What you should do
Nothing below is to be printed except the lines between the line holding "use super::TaskDomainError;" and the line holding "the persisted column.", inclusive, each exactly as it appears.

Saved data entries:
──────

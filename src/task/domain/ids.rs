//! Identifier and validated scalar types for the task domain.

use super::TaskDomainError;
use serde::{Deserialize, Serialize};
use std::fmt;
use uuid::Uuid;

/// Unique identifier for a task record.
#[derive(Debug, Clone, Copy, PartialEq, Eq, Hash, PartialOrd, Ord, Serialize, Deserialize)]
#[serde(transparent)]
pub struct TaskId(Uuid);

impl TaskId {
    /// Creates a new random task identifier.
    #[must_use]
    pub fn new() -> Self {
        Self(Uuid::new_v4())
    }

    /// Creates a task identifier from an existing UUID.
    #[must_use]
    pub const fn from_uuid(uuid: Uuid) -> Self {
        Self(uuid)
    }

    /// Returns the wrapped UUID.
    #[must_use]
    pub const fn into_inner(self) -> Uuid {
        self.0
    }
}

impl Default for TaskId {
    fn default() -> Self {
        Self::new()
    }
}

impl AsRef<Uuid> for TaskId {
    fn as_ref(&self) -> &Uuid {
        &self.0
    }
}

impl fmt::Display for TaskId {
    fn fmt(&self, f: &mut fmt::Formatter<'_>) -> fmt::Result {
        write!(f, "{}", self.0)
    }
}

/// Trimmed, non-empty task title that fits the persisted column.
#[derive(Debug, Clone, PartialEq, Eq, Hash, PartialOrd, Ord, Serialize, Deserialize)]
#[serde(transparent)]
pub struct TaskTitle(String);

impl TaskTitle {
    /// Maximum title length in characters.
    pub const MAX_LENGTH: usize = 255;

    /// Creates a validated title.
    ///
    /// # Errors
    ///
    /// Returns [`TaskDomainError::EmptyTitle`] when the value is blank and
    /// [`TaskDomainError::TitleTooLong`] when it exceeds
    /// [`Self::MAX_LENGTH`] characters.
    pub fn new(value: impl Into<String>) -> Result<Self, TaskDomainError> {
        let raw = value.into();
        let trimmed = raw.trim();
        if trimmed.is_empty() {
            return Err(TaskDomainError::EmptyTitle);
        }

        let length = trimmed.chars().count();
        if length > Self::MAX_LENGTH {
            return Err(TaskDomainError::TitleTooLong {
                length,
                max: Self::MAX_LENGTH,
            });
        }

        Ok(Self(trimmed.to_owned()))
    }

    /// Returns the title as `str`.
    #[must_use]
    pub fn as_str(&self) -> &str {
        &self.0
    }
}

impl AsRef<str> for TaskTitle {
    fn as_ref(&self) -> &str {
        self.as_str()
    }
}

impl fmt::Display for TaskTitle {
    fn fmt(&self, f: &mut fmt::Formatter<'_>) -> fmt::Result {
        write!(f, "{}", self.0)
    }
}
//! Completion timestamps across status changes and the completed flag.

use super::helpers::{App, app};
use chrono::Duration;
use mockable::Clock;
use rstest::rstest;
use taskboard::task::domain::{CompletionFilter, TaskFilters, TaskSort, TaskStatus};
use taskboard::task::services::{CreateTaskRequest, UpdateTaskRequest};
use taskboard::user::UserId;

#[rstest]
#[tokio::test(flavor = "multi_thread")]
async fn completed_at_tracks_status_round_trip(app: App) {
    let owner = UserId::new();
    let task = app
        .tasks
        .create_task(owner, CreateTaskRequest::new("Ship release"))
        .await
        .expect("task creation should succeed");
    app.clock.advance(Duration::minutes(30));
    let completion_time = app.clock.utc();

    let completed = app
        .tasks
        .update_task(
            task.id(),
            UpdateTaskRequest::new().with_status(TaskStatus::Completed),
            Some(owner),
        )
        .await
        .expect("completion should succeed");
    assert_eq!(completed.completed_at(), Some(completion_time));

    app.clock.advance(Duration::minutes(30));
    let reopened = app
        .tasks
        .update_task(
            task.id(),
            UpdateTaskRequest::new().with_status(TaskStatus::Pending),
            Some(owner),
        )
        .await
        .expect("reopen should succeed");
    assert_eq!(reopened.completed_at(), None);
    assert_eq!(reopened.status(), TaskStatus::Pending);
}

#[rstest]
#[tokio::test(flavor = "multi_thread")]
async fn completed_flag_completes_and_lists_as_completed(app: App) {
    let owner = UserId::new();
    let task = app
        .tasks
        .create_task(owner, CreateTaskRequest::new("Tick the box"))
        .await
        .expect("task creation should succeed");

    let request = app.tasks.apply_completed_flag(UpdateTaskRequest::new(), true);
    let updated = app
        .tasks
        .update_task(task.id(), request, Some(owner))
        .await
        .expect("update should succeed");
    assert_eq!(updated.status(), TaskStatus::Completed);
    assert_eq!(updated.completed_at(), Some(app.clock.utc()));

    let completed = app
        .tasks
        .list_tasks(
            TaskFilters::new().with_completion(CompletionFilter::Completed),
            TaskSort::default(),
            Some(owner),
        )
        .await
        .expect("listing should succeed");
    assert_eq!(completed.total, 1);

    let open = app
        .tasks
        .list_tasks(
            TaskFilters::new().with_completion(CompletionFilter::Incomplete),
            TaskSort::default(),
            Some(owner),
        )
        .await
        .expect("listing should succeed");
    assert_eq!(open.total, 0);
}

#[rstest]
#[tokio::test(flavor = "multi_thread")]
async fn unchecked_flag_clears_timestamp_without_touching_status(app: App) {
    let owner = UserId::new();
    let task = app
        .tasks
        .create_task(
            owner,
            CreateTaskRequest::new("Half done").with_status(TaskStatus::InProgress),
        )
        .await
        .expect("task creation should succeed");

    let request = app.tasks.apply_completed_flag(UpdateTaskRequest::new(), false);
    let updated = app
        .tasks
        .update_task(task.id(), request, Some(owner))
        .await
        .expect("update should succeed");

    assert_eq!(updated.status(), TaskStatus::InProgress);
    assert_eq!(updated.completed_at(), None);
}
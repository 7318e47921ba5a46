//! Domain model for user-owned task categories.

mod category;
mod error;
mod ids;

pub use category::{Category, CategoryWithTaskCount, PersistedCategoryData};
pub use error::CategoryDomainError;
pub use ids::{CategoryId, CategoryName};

──────

Reply
use super::TaskDomainError;
use serde::{Deserialize, Serialize};
use std::fmt;
use uuid::Uuid;

/// Unique identifier for a task record.
#[derive(Debug, Clone, Copy, PartialEq, Eq, Hash, PartialOrd, Ord, Serialize, Deserialize)]
#[serde(transparent)]
pub struct TaskId(Uuid);

impl TaskId {
    /// Creates a new random task identifier.
    #[must_use]
    pub fn new() -> Self {
        Self(Uuid::new_v4())
    }

    /// Creates a task identifier from an existing UUID.
    #[must_use]
    pub const fn from_uuid(uuid: Uuid) -> Self {
        Self(uuid)
    }

    /// Returns the wrapped UUID.
    #[must_use]
    pub const fn into_inner(self) -> Uuid {
        self.0
    }
}

impl Default for TaskId {
    fn default() -> Self {
        Self::new()
    }
}

impl AsRef<Uuid> for TaskId {
    fn as_ref(&self) -> &Uuid {
        &self.0
    }
}

impl fmt::Display for TaskId {
    fn fmt(&self, f: &mut fmt::Formatter<'_>) -> fmt::Result {
        write!(f, "{}", self.0)
    }
}

/// Trimmed, non-empty task title that fits the persisted column.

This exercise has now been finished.